:: Provided entries

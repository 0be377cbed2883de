//! Protocol message encoding

use super::constants::SSL_REQUEST_CODE;
use super::message::FrontendMessage;
use bytes::{BufMut, BytesMut};
use std::io;

/// Encode a frontend message into bytes
pub fn encode_message(msg: &FrontendMessage) -> io::Result<BytesMut> {
    let mut buf = BytesMut::new();

    match msg {
        FrontendMessage::Startup { version, params } => {
            framed(&mut buf, None, |buf| {
                buf.put_i32(*version);
                for (key, value) in params {
                    put_cstr(buf, key)?;
                    put_cstr(buf, value)?;
                }
                buf.put_u8(0);
                Ok(())
            })?;
        }
        FrontendMessage::SslRequest => {
            buf.put_i32(8);
            buf.put_i32(SSL_REQUEST_CODE);
        }
        FrontendMessage::Password(password) => {
            framed(&mut buf, Some(b'p'), |buf| put_cstr(buf, password))?;
        }
        FrontendMessage::SaslInitialResponse { mechanism, data } => {
            framed(&mut buf, Some(b'p'), |buf| {
                put_cstr(buf, mechanism)?;
                buf.put_i32(len_i32(data.len())?);
                buf.put_slice(data);
                Ok(())
            })?;
        }
        FrontendMessage::SaslResponse { data } => {
            framed(&mut buf, Some(b'p'), |buf| {
                buf.put_slice(data);
                Ok(())
            })?;
        }
        FrontendMessage::Query(query) => {
            framed(&mut buf, Some(b'Q'), |buf| put_cstr(buf, query))?;
        }
        FrontendMessage::Parse { query } => {
            framed(&mut buf, Some(b'P'), |buf| {
                put_cstr(buf, "")?; // unnamed statement
                put_cstr(buf, query)?;
                buf.put_i16(0); // let the server infer parameter types
                Ok(())
            })?;
        }
        FrontendMessage::Bind { params } => {
            framed(&mut buf, Some(b'B'), |buf| {
                put_cstr(buf, "")?; // unnamed portal
                put_cstr(buf, "")?; // unnamed statement
                buf.put_i16(0); // all parameters in text format
                buf.put_i16(len_i16(params.len())?);
                for param in params {
                    match param {
                        Some(value) => {
                            buf.put_i32(len_i32(value.len())?);
                            buf.put_slice(value.as_bytes());
                        }
                        None => buf.put_i32(-1),
                    }
                }
                buf.put_i16(0); // all results in text format
                Ok(())
            })?;
        }
        FrontendMessage::DescribePortal => {
            framed(&mut buf, Some(b'D'), |buf| {
                buf.put_u8(b'P');
                put_cstr(buf, "")
            })?;
        }
        FrontendMessage::Execute => {
            framed(&mut buf, Some(b'E'), |buf| {
                put_cstr(buf, "")?;
                buf.put_i32(0); // no row limit
                Ok(())
            })?;
        }
        FrontendMessage::Sync => {
            buf.put_u8(b'S');
            buf.put_i32(4);
        }
        FrontendMessage::Terminate => {
            buf.put_u8(b'X');
            buf.put_i32(4);
        }
    }

    Ok(buf)
}

/// Write an optional tag, a length placeholder, the body, then patch the length.
fn framed<F>(buf: &mut BytesMut, tag: Option<u8>, body: F) -> io::Result<()>
where
    F: FnOnce(&mut BytesMut) -> io::Result<()>,
{
    if let Some(tag) = tag {
        buf.put_u8(tag);
    }
    let len_pos = buf.len();
    buf.put_i32(0);
    body(buf)?;
    let len = len_i32(buf.len() - len_pos)?;
    buf[len_pos..len_pos + 4].copy_from_slice(&len.to_be_bytes());
    Ok(())
}

fn put_cstr(buf: &mut BytesMut, s: &str) -> io::Result<()> {
    if s.as_bytes().contains(&0) {
        return Err(io::Error::new(
            io::ErrorKind::InvalidInput,
            "string contains an interior NUL byte",
        ));
    }
    buf.put_slice(s.as_bytes());
    buf.put_u8(0);
    Ok(())
}

fn len_i32(len: usize) -> io::Result<i32> {
    i32::try_from(len)
        .map_err(|_| io::Error::new(io::ErrorKind::InvalidInput, "message too large"))
}

fn len_i16(len: usize) -> io::Result<i16> {
    i16::try_from(len)
        .map_err(|_| io::Error::new(io::ErrorKind::InvalidInput, "too many parameters"))
}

::::

= Aim of the task =
Output each line exactly, from the first line of the data down to the line that contains "buf.put_i16(0); // all parameters", both included.

= Finished exercise =
repository 0be377cbed2883de
//! Protocol message encoding

use super::constants::SSL_REQUEST_CODE;
use super::message::FrontendMessage;
use bytes::{BufMut, BytesMut};
use std::io;

/// Encode a frontend message into bytes
pub fn encode_message(msg: &FrontendMessage) -> io::Result<BytesMut> {
    let mut buf = BytesMut::new();

    match msg {
        FrontendMessage::Startup { version, params } => {
            framed(&mut buf, None, |buf| {
                buf.put_i32(*version);
                for (key, value) in params {
                    put_cstr(buf, key)?;
                    put_cstr(buf, value)?;
                }
                buf.put_u8(0);
                Ok(())
            })?;
        }
        FrontendMessage::SslRequest => {
            buf.put_i32(8);
            buf.put_i32(SSL_REQUEST_CODE);
        }
        FrontendMessage::Password(password) => {
            framed(&mut buf, Some(b'p'), |buf| put_cstr(buf, password))?;
        }
        FrontendMessage::SaslInitialResponse { mechanism, data } => {
            framed(&mut buf, Some(b'p'), |buf| {
                put_cstr(buf, mechanism)?;
                buf.put_i32(len_i32(data.len())?);
                buf.put_slice(data);
                Ok(())
            })?;
        }
        FrontendMessage::SaslResponse { data } => {
            framed(&mut buf, Some(b'p'), |buf| {
                buf.put_slice(data);
                Ok(())
            })?;
        }
        FrontendMessage::Query(query) => {
            framed(&mut buf, Some(b'Q'), |buf| put_cstr(buf, query))?;
        }
        FrontendMessage::Parse { query } => {
            framed(&mut buf, Some(b'P'), |buf| {
                put_cstr(buf, "")?; // unnamed statement
                put_cstr(buf, query)?;
                buf.put_i16(0); // let the server infer parameter types
                Ok(())
            })?;
        }
        FrontendMessage::Bind { params } => {
            framed(&mut buf, Some(b'B'), |buf| {
                put_cstr(buf, "")?; // unnamed portal
                put_cstr(buf, "")?; // unnamed statement
                buf.put_i16(0); // all parameters in text format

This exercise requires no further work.